FINRA dedicates itself to investor protection and market integrity through the regulation of broker-dealers. It is separate from government entities. And is a non-profit organization that Congress has authorized to protect America’s investors.
Fiduciary duty refers to the relationship where one party places a significant amount of trust in the integrity and fidelity of the other party. This relationship becomes a legal obligation, and a position of superiority or influence is created. The law then imposes certain obligations on the fiduciary.
In many places, brokers owe a fiduciary duty to their securities clients. If you think that your broker or brokerage firm may have breached their fiduciary duty, contact a securities lawyer to determine if you have a case.

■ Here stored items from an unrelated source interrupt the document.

//! Handlers for the `/projects` resource, including the image subresource.
//!
//! Project reads fan out across four related tables: the category, the
//! city, the image gallery, and the attribute assignments resolved to
//! attribute/unit display fields.

use axum::extract::{Multipart, Path, Query, State};
use axum::http::StatusCode;
use axum::Json;
use serde::{Deserialize, Serialize};
use stroyka_core::error::CoreError;
use stroyka_core::types::DbId;
use stroyka_db::models::category::Category;
use stroyka_db::models::city::City;
use stroyka_db::models::project::{CreateProject, Project, ProjectFilter, UpdateProject};
use stroyka_db::models::project_attribute::ProjectAttributeDetail;
use stroyka_db::models::project_image::ProjectImage;
use stroyka_db::repositories::{
    CategoryRepo, CityRepo, ProjectAttributeRepo, ProjectImageRepo, ProjectRepo,
};

use crate::error::{AppError, AppResult};
use crate::handlers::read_image_field;
use crate::response::{CreatedResponse, StatusResponse, StoredImageResponse};
use crate::state::AppState;

// ---------------------------------------------------------------------------
// Request / response types
// ---------------------------------------------------------------------------

/// A project with its related entities embedded, as returned by reads.
#[derive(Debug, Serialize)]
pub struct ProjectResponse {
    #[serde(flatten)]
    pub project: Project,
    pub category: Category,
    pub city: City,
    pub attributes: Vec<ProjectAttributeDetail>,
    pub images: Vec<ProjectImage>,
}

/// Request body for `DELETE /projects/{id}/images`.
#[derive(Debug, Deserialize)]
pub struct ImagesToDelete {
    pub ids_images: Vec<DbId>,
}

// ---------------------------------------------------------------------------
// Project CRUD
// ---------------------------------------------------------------------------

/// POST /api/v1/projects
pub async fn create(
    State(state): State<AppState>,
    Json(input): Json<CreateProject>,
) -> AppResult<(StatusCode, Json<CreatedResponse>)> {
    let project = ProjectRepo::create(&state.pool, &input).await?;
    Ok((StatusCode::CREATED, Json(CreatedResponse::new(project.id))))
}

/// GET /api/v1/projects
pub async fn list(
    State(state): State<AppState>,
    Query(filter): Query<ProjectFilter>,
) -> AppResult<Json<Vec<ProjectResponse>>> {
    let projects = ProjectRepo::list(&state.pool, &filter).await?;

    let mut response = Vec::with_capacity(projects.len());
    for project in projects {
        response.push(assemble_response(&state, project).await?);
    }
    Ok(Json(response))
}

/// GET /api/v1/projects/{id}
pub async fn get_by_id(
    State(state): State<AppState>,
    Path(id): Path<DbId>,
) -> AppResult<Json<ProjectResponse>> {
    let project = ProjectRepo::find_by_id(&state.pool, id)
        .await?
        .ok_or(AppError::Core(CoreError::NotFound {
            entity: "Project",
            id,
        }))?;
    Ok(Json(assemble_response(&state, project).await?))
}

/// PUT /api/v1/projects/{id}
pub async fn update(
    State(state): State<AppState>,
    Path(id): Path<DbId>,
    Json(input): Json<UpdateProject>,
) -> AppResult<Json<StatusResponse>> {
    ProjectRepo::update(&state.pool, id, &input)
        .await?
        .ok_or(AppError::Core(CoreError::NotFound {
            entity: "Project",
            id,
        }))?;
    Ok(Json(StatusResponse::success()))
}

/// DELETE /api/v1/projects/{id}
///
/// Removes stored image files first, then the dependent rows and the
/// project row.
pub async fn delete(
    State(state): State<AppState>,
    Path(id): Path<DbId>,
) -> AppResult<Json<StatusResponse>> {
    let project = ProjectRepo::find_by_id(&state.pool, id)
        .await?
        .ok_or(AppError::Core(CoreError::NotFound {
            entity: "Project",
            id,
        }))?;

    if let Some(main_image) = &project.main_image {
        state.images.delete(main_image).await?;
    }
    for image in ProjectImageRepo::list_by_project(&state.pool, id).await? {
        state.images.delete(&image.image).await?;
    }

    ProjectRepo::delete(&state.pool, id).await?;
    Ok(Json(StatusResponse::success()))
}

/// PATCH /api/v1/projects/{id}/main-image
///
/// Replace the project's main image with an uploaded file.
pub async fn update_main_image(
    State(state): State<AppState>,
    Path(id): Path<DbId>,
    multipart: Multipart,
) -> AppResult<Json<StoredImageResponse>> {
    let project = ProjectRepo::find_by_id(&state.pool, id)
        .await?
        .ok_or(AppError::Core(CoreError::NotFound {
            entity: "Project",
            id,
        }))?;

    let (original_name, bytes) = read_image_field(multipart).await?;

    if let Some(old) = &project.main_image {
        state.images.delete(old).await?;
    }
    let stored = state.images.save(&original_name, &bytes).await?;

    let changes = UpdateProject {
        main_image: Some(stored.clone()),
        ..Default::default()
    };
    ProjectRepo::update(&state.pool, id, &changes).await?;

    Ok(Json(StoredImageResponse::new(stored)))
}

// ---------------------------------------------------------------------------
// Image subresource
// ---------------------------------------------------------------------------

/// POST /api/v1/projects/{id}/images
///
/// Upload one or more gallery images for a project.
pub async fn add_images(
    State(state): State<AppState>,
    Path(id): Path<DbId>,
    mut multipart: Multipart,
) -> AppResult<(StatusCode, Json<StatusResponse>)> {
    ProjectRepo::find_by_id(&state.pool, id)
        .await?
        .ok_or(AppError::Core(CoreError::NotFound {
            entity: "Project",
            id,
        }))?;

    while let Some(field) = multipart
        .next_field()
        .await
        .map_err(|e| AppError::BadRequest(format!("Malformed multipart body: {e}")))?
    {
        let Some(name) = field.file_name().map(str::to_string) else {
            continue;
        };
        let bytes = field
            .bytes()
            .await
            .map_err(|e| AppError::BadRequest(format!("Failed to read upload: {e}")))?;

        let stored = state.images.save(&name, &bytes).await?;
        ProjectImageRepo::create(&state.pool, id, &stored).await?;
    }

    Ok((StatusCode::CREATED, Json(StatusResponse::success())))
}

/// DELETE /api/v1/projects/{id}/images
///
/// Remove the listed gallery images. Ids that do not exist or belong to a
/// different project are skipped.
pub async fn delete_images(
    State(state): State<AppState>,
    Path(id): Path<DbId>,
    Json(input): Json<ImagesToDelete>,
) -> AppResult<Json<StatusResponse>> {
    ProjectRepo::find_by_id(&state.pool, id)
        .await?
        .ok_or(AppError::Core(CoreError::NotFound {
            entity: "Project",
            id,
        }))?;

    for id_image in input.ids_images {
        let Some(image) = ProjectImageRepo::find_by_id(&state.pool, id_image).await? else {
            continue;
        };
        if image.id_project != id {
            continue;
        }
        ProjectImageRepo::delete(&state.pool, id_image).await?;
        state.images.delete(&image.image).await?;
    }

    Ok(Json(StatusResponse::success()))
}

// ---------------------------------------------------------------------------
// Helpers
// ---------------------------------------------------------------------------

/// Assemble the aggregated read model for one project.
///
/// A dangling category or city reference is a data-integrity fault and is
/// surfaced as an internal error rather than silently dropped.
async fn assemble_response(state: &AppState, project: Project) -> AppResult<ProjectResponse> {
    let category = CategoryRepo::find_by_id(&state.pool, project.id_category)
        .await?
        .ok_or_else(|| {
            AppError::InternalError(format!(
                "project {} references missing category {}",
                project.id, project.id_category
            ))
        })?;

    let city = CityRepo::find_by_id(&state.pool, project.id_city)
        .await?
        .ok_or_else(|| {
            AppError::InternalError(format!(
                "project {} references missing city {}",
                project.id, project.id_city
            ))
        })?;

    let images = ProjectImageRepo::list_by_project(&state.pool, project.id).await?;
    let attributes = ProjectAttributeRepo::list_detailed_by_project(&state.pool, project.id).await?;

    Ok(ProjectResponse {
        project,
        category,
        city,
        attributes,
        images,
    })
}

A Hedge Fund is an investment pool managed to reach positive investment returns. Unlike mutual funds, the investment strategies of hedge funds are usually much more flexible. Commonly, the hedge fund has minimal obligations for reporting and disclosure to its investors.
Many investors invest in hedge funds, assuming that they protect their portfolios from negative markets. However, this is not entirely factual. Hedge funds usually come with a fair amount of risk and often underperform the market. They come with annual fees of two percent and a twenty percent fee of any profits. Hedge funds are also exempt from state securities and most federal laws.
Due to these reasons, hedge funds are not required to follow essential disclosure protections that apply to most other investments. Investors are out of the loop with their investments. Often, about what they have invested in and how those investments are performing.